Task: Below are records; copy every line among them that contains the word "normalized".

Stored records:
■ ■ ■ ■
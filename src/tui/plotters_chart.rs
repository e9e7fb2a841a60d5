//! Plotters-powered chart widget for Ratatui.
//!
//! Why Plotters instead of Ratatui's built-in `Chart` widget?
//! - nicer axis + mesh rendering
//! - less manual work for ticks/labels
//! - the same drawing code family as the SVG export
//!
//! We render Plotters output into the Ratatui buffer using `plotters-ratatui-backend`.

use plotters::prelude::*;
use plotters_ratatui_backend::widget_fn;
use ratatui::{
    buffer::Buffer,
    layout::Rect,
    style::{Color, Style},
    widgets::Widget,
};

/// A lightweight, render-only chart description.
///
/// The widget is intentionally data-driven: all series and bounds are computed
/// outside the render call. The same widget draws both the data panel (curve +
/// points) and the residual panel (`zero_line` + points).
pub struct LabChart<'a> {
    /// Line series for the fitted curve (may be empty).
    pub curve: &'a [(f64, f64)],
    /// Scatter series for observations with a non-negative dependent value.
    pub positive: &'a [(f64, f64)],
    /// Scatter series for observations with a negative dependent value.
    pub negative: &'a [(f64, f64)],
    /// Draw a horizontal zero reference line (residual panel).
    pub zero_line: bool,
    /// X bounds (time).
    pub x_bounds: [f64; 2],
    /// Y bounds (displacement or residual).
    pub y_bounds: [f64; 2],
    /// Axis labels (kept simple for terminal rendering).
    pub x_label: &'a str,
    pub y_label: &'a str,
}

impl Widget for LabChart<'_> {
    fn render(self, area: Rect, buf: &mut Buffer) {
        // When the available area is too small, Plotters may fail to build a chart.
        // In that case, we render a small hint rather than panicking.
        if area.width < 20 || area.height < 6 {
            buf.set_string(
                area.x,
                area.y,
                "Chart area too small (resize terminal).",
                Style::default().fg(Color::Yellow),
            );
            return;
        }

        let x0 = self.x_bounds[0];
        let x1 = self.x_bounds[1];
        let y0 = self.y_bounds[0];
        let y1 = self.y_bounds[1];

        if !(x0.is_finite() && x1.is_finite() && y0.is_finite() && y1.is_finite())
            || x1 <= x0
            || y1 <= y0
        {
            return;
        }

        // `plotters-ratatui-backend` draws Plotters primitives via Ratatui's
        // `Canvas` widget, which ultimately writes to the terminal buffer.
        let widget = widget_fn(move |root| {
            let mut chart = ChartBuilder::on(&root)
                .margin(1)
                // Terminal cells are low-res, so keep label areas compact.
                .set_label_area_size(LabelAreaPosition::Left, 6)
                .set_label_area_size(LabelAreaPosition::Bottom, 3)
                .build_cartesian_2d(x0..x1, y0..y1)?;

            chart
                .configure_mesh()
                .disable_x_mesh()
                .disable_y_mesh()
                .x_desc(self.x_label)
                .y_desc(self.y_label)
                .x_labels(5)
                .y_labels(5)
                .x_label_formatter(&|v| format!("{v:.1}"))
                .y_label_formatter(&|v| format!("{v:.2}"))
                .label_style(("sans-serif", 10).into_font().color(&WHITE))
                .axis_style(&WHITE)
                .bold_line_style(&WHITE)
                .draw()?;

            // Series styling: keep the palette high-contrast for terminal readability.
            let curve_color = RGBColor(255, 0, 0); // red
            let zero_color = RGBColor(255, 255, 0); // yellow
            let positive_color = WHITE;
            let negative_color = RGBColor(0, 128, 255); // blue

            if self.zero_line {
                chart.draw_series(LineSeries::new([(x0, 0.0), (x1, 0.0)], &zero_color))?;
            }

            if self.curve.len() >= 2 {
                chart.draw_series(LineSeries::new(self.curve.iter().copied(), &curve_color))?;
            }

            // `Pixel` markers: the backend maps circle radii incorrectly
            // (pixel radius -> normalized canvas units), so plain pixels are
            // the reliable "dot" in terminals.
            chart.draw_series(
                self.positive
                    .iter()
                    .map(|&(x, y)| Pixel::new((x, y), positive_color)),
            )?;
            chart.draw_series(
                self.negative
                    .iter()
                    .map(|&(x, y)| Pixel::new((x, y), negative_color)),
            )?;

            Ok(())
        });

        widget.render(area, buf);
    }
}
■ ■ ■ ■
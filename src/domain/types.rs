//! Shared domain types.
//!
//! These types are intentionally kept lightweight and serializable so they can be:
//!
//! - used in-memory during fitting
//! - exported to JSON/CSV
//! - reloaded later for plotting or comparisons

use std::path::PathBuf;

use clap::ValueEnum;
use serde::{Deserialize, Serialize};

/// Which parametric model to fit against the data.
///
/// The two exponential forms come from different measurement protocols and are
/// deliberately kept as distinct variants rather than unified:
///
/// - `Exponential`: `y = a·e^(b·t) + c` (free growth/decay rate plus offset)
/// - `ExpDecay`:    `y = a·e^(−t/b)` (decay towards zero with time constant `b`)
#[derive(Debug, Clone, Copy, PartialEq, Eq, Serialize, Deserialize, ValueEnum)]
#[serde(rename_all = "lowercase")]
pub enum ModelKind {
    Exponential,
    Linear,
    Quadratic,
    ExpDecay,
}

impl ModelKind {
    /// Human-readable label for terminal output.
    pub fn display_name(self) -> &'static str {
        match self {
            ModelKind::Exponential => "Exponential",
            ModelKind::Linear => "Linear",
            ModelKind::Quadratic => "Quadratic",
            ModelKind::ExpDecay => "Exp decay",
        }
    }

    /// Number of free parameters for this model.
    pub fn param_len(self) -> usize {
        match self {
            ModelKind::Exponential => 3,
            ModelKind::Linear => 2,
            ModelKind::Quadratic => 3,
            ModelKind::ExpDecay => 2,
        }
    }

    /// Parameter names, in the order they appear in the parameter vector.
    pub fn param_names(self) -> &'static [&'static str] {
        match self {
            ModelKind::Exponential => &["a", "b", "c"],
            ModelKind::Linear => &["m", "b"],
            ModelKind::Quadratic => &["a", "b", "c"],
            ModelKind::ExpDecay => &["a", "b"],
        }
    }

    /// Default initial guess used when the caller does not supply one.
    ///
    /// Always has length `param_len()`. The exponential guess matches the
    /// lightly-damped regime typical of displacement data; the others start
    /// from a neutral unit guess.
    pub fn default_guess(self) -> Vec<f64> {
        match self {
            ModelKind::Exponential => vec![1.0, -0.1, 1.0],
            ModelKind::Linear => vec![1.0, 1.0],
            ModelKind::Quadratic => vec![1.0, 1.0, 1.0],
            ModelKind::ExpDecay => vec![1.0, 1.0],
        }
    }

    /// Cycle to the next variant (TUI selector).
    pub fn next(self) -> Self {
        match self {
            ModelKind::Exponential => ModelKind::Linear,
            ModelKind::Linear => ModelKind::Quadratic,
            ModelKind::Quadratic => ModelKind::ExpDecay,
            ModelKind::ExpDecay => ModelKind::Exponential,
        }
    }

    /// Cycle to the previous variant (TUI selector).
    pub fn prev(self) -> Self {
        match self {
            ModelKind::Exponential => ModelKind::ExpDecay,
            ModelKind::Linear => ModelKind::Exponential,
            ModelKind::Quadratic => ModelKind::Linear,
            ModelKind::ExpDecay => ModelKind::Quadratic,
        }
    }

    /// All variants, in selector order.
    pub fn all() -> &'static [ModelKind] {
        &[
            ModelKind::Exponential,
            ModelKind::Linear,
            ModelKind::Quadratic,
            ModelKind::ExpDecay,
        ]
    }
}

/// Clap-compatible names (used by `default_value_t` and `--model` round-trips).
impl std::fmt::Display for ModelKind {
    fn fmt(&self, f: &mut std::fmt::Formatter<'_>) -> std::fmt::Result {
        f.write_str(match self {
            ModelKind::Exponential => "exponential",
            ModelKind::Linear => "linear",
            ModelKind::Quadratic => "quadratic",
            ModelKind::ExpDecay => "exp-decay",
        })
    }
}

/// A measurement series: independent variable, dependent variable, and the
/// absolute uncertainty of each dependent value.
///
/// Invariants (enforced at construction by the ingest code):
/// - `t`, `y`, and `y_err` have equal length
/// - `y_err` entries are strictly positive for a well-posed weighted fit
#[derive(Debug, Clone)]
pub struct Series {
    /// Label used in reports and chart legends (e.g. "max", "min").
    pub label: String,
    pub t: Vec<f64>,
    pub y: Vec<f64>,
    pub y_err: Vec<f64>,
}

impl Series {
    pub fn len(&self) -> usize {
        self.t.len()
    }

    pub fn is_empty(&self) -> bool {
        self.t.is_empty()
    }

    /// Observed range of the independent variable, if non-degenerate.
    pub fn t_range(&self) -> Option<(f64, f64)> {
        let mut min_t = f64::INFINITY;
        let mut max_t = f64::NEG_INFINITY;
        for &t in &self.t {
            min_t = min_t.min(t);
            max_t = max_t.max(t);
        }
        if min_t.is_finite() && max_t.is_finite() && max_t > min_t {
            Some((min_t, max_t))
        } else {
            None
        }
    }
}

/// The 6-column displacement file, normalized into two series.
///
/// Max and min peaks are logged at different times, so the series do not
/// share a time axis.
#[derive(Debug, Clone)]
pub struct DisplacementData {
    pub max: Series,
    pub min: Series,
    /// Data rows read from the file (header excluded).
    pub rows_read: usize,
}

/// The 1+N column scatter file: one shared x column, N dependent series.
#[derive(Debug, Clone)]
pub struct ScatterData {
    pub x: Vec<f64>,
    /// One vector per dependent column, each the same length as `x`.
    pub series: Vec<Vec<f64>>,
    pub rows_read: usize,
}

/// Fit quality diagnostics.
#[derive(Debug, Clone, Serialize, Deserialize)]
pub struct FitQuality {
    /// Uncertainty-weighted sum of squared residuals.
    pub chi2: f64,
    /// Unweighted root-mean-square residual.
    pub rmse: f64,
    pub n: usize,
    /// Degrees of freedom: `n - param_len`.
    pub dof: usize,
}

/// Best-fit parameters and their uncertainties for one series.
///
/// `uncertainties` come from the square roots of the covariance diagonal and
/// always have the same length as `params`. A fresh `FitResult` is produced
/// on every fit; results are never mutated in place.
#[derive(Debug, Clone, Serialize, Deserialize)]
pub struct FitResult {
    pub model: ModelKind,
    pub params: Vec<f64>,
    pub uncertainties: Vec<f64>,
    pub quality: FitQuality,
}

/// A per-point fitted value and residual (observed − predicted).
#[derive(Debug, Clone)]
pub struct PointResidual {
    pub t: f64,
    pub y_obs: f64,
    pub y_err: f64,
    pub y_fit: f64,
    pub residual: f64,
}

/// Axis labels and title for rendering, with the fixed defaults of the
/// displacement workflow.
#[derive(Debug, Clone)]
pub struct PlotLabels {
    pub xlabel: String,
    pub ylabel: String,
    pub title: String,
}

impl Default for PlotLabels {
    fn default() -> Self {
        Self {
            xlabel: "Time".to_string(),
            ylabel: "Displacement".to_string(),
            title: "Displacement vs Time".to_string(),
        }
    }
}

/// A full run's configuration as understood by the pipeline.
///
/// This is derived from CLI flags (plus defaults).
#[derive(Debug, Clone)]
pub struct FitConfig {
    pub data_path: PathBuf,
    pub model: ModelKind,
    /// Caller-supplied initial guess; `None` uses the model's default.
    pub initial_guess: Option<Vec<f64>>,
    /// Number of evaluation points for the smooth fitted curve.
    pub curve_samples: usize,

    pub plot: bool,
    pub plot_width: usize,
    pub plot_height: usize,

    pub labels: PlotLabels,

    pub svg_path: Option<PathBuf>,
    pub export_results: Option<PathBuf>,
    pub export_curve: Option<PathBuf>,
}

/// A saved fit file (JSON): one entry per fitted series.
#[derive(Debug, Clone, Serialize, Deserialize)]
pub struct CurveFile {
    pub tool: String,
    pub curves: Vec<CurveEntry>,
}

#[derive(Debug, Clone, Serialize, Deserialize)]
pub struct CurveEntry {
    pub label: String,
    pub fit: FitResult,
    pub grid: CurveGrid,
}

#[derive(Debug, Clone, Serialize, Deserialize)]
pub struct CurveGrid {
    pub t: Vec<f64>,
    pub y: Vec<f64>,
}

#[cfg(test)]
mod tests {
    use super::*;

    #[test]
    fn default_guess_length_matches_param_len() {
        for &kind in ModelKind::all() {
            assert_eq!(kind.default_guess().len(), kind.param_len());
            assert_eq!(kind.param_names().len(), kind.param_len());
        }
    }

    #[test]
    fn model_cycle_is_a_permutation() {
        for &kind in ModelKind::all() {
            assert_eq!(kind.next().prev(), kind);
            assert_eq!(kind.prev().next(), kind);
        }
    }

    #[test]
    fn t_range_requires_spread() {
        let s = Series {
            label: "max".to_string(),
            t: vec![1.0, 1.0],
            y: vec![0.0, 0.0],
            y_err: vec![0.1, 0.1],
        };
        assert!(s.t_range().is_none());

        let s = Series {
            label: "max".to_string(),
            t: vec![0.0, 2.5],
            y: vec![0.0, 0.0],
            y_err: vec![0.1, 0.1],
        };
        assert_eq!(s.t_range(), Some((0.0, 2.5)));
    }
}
■ ■ ■ ■
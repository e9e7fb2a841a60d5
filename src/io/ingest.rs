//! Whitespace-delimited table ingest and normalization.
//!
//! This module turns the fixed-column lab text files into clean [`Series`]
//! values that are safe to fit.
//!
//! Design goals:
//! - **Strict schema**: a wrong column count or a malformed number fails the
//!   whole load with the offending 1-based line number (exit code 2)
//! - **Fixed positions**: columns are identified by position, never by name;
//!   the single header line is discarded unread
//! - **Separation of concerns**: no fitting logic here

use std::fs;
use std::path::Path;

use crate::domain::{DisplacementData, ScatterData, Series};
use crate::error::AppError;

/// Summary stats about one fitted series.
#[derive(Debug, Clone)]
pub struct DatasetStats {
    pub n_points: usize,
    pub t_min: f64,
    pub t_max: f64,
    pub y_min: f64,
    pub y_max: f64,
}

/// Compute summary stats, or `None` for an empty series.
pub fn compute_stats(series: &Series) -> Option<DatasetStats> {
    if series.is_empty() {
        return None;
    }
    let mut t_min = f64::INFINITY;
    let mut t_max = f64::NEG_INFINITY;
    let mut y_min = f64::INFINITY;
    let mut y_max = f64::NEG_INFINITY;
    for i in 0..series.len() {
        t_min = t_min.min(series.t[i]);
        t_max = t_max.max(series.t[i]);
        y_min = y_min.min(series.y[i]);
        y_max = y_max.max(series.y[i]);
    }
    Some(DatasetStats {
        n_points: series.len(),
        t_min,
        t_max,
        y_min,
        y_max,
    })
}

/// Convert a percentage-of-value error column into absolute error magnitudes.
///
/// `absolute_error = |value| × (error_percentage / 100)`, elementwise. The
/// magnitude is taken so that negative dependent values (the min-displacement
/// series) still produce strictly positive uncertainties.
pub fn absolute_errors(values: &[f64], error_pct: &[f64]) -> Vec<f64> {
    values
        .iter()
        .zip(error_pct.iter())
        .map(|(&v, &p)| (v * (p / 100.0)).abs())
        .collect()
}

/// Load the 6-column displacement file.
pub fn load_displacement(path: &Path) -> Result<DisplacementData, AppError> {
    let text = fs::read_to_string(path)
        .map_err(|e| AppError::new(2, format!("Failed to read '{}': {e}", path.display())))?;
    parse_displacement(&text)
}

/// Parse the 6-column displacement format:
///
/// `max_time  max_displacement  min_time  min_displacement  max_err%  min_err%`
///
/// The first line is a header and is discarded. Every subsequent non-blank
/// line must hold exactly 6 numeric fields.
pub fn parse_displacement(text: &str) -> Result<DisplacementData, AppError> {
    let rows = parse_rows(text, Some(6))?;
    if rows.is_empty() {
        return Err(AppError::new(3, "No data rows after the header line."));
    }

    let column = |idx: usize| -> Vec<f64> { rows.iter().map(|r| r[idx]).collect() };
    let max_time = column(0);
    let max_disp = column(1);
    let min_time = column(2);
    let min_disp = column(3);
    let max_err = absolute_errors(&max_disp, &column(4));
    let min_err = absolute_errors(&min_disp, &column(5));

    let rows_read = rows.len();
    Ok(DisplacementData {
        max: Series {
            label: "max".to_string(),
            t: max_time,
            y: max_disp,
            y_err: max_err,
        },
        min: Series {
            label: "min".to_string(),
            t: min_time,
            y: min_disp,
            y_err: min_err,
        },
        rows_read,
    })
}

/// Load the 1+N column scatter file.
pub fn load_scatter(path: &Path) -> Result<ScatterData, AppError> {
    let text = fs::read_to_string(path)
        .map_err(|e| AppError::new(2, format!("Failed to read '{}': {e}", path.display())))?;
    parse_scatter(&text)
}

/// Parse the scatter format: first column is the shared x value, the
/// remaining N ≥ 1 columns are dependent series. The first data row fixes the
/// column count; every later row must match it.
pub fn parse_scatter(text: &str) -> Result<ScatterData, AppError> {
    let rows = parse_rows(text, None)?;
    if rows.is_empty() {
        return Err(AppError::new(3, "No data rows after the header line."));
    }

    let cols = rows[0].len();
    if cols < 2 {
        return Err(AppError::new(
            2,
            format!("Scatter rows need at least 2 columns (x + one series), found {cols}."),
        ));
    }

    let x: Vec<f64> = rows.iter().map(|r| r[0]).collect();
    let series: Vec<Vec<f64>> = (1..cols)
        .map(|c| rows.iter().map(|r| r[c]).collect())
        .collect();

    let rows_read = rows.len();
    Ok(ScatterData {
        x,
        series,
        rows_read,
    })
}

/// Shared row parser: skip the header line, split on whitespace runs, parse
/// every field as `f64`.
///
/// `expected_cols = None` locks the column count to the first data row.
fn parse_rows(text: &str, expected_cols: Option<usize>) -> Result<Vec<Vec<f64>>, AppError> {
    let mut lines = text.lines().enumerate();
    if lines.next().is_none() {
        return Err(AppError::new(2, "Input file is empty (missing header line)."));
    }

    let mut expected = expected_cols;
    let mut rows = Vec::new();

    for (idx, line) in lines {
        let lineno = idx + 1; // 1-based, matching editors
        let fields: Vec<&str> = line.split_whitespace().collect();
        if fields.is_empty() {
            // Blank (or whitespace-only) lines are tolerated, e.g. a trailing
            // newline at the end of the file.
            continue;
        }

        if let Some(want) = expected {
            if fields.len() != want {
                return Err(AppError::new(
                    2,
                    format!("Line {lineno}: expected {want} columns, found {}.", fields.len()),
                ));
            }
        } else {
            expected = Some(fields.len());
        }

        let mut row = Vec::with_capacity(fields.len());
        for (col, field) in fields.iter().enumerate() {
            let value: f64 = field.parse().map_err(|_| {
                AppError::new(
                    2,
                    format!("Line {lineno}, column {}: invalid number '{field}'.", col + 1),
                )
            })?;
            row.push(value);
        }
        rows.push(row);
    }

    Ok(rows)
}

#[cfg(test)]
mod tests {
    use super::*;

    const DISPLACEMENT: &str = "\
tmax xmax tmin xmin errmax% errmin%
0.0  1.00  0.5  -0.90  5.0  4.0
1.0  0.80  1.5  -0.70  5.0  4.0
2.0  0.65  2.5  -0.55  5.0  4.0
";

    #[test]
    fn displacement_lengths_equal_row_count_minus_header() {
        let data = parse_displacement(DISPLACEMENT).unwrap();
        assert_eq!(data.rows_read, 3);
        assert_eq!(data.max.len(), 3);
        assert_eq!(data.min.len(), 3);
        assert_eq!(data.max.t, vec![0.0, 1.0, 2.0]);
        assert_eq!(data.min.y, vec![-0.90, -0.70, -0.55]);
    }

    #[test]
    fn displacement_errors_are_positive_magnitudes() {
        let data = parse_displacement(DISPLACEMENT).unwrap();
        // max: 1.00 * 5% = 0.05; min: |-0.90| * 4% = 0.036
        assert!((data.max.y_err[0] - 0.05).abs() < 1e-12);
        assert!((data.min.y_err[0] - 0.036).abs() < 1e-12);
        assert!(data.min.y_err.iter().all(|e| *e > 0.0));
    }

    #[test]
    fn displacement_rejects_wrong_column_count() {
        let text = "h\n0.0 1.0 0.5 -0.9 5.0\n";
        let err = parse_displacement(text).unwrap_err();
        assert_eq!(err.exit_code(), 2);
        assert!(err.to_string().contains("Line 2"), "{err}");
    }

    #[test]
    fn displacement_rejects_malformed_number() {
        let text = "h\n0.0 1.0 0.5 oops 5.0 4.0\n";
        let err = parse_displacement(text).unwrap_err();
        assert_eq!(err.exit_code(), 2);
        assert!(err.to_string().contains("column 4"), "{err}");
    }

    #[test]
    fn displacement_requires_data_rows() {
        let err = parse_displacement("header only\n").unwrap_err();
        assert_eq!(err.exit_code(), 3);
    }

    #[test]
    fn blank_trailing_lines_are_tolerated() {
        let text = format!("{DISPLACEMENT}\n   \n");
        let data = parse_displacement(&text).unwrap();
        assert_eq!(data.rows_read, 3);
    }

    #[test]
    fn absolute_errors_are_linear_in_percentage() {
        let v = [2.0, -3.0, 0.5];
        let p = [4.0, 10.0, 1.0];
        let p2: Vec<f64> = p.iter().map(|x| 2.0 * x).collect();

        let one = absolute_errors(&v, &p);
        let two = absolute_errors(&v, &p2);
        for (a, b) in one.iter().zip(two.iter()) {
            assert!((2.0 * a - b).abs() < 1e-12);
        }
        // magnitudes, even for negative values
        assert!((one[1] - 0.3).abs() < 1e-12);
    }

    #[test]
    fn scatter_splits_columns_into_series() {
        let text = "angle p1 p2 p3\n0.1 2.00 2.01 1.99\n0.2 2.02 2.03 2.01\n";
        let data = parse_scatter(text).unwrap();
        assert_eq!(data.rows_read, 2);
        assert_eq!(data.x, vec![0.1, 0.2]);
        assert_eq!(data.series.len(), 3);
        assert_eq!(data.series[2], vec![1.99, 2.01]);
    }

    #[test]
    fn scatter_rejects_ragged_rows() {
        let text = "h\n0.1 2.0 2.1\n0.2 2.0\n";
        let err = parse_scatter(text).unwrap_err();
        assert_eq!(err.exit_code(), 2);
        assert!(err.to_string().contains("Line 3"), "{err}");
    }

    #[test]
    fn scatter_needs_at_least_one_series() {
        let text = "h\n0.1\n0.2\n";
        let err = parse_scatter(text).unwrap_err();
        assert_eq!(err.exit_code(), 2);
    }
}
■ ■ ■ ■
Exercise answer:
            // (pixel radius -> normalized canvas units), so plain pixels are
/// The 6-column displacement file, normalized into two series.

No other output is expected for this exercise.